Members are admitted to contribute their theses and others to the Society magazines, in compliance with contribution rules.

Article 5.
Members are qualified to present the results of their research at meetings for presenting research papers the Society holds.

Article 6.
Members are qualified to receive Explosives Society magazines and 'Explosion', also qualified to join the projects the Society works.

(Fees)


Article 7.

  1. Fees are fixed as follows:
    Regular member : \9,000/year
    Maintenance member :\12,000/person/ year
    \30,000/group/ year
    Supporting member : \30.000/person/ year
    \45,000/group/ year
    Special support member : \60,000/year

  2. Fees mentioned above are subject to change with the approval of the Board of Directors, the resolution of Council ,and General Assembly,depending on a change of social situation.
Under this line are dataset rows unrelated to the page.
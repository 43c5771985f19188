use apollo_compiler::Name;
use apollo_compiler::Node;
use apollo_compiler::Schema;
use apollo_compiler::ast::Directive;
use apollo_compiler::ast::DirectiveDefinition;
use apollo_compiler::ast::FieldDefinition;
use apollo_compiler::ast::InputValueDefinition;
use apollo_compiler::collections::IndexMap;
use apollo_compiler::collections::IndexSet;
use apollo_compiler::schema::Component;
use apollo_compiler::schema::ComponentName;
use apollo_compiler::schema::ExtendedType;
use itertools::Itertools;

use crate::diff::change::Change;
use crate::diff::change::ChangeKind;

/// Traverse the expected and actual schemas, collecting every change from one to the other.
pub(crate) fn traverse_schemas(expected: &Schema, actual: &Schema) -> Vec<Change> {
    let mut changes = Vec::new();
    diff_schema_definition(expected, actual, &mut changes);
    diff_directive_definitions(expected, actual, &mut changes);
    diff_types(expected, actual, &mut changes);
    changes
}

fn diff_schema_definition(expected: &Schema, actual: &Schema, changes: &mut Vec<Change>) {
    let expected_def = &expected.schema_definition;
    let actual_def = &actual.schema_definition;
    for (kind, expected_root, actual_root) in [
        (
            ChangeKind::ChangeQueryType,
            &expected_def.query,
            &actual_def.query,
        ),
        (
            ChangeKind::ChangeMutationType,
            &expected_def.mutation,
            &actual_def.mutation,
        ),
        (
            ChangeKind::ChangeSubscriptionType,
            &expected_def.subscription,
            &actual_def.subscription,
        ),
    ] {
        let expected_root = expected_root.as_ref().map(|root| root.name.as_str());
        let actual_root = actual_root.as_ref().map(|root| root.name.as_str());
        if expected_root != actual_root {
            changes.push(Change::new("schema", kind).with_detail(actual_root.unwrap_or_default()));
        }
    }
    diff_directives(
        "schema",
        expected_def.directives.iter().map(|d| &d.node),
        actual_def.directives.iter().map(|d| &d.node),
        changes,
    );
}

fn diff_directive_definitions(expected: &Schema, actual: &Schema, changes: &mut Vec<Change>) {
    for (name, expected_def) in &expected.directive_definitions {
        let path = format!("@{name}");
        let Some(actual_def) = actual.directive_definitions.get(name) else {
            changes.push(Change::new(path, ChangeKind::RemoveDirectiveDefinition));
            continue;
        };
        diff_directive_definition(&path, expected_def, actual_def, changes);
    }
    for (name, actual_def) in &actual.directive_definitions {
        if !expected.directive_definitions.contains_key(name) {
            changes.push(
                Change::new(format!("@{name}"), ChangeKind::AddDirectiveDefinition)
                    .with_detail(actual_def.to_string().trim_end()),
            );
        }
    }
}

fn diff_directive_definition(
    path: &str,
    expected: &DirectiveDefinition,
    actual: &DirectiveDefinition,
    changes: &mut Vec<Change>,
) {
    if expected.repeatable != actual.repeatable {
        let detail = if actual.repeatable {
            "repeatable"
        } else {
            "non-repeatable"
        };
        changes.push(Change::new(path, ChangeKind::ChangeDirectiveRepeatable).with_detail(detail));
    }
    let locations = |def: &DirectiveDefinition| {
        def.locations
            .iter()
            .map(|location| location.to_string())
            .sorted()
            .collect::<Vec<_>>()
    };
    let actual_locations = locations(actual);
    if locations(expected) != actual_locations {
        changes.push(
            Change::new(path, ChangeKind::ChangeDirectiveLocations)
                .with_detail(actual_locations.join(" | ")),
        );
    }
    diff_input_values(
        path,
        expected.arguments.iter().map(|arg| &**arg),
        actual.arguments.iter().map(|arg| &**arg),
        InputValueKinds::ARGUMENT,
        changes,
    );
}

fn diff_types(expected: &Schema, actual: &Schema, changes: &mut Vec<Change>) {
    for (name, expected_type) in &expected.types {
        if expected_type.is_built_in() {
            continue;
        }
        match actual.types.get(name) {
            None => changes.push(Change::new(name.as_str(), removed_kind(expected_type))),
            Some(actual_type) if kind_name(expected_type) != kind_name(actual_type) => {
                changes.push(
                    Change::new(name.as_str(), ChangeKind::ChangeTypeKind)
                        .with_detail(kind_name(actual_type)),
                );
            }
            Some(actual_type) => diff_type(name, expected_type, actual_type, changes),
        }
    }
    for (name, actual_type) in &actual.types {
        if !actual_type.is_built_in() && !expected.types.contains_key(name) {
            changes.push(Change::new(name.as_str(), added_kind(actual_type)));
        }
    }
}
  3. New members who have been admitted the memberships must pay the fees for the concerned fiscal year at the earliest opportunity.

(The Society magazines and other publication)

Article 8.
The Society publishes 6 issues of 'Explosives Society Magazine and 3 issues of 'Explosion' per year.

Article 9. The Society are authorized to publish printed papers which are recognized by the Board of Directors to be contributing to the development of Explosives studies and Explosives technology.

(Committees Professional groups)


Article 10.
Committees and professional groups shall be resolved by the Board of Directors to be established, if necessary.

(Branch office)


Article 11.
The Society establishes a branch office below.
West branch office (c/o Faculty of Engineering, Kyushu Institute of Technology.)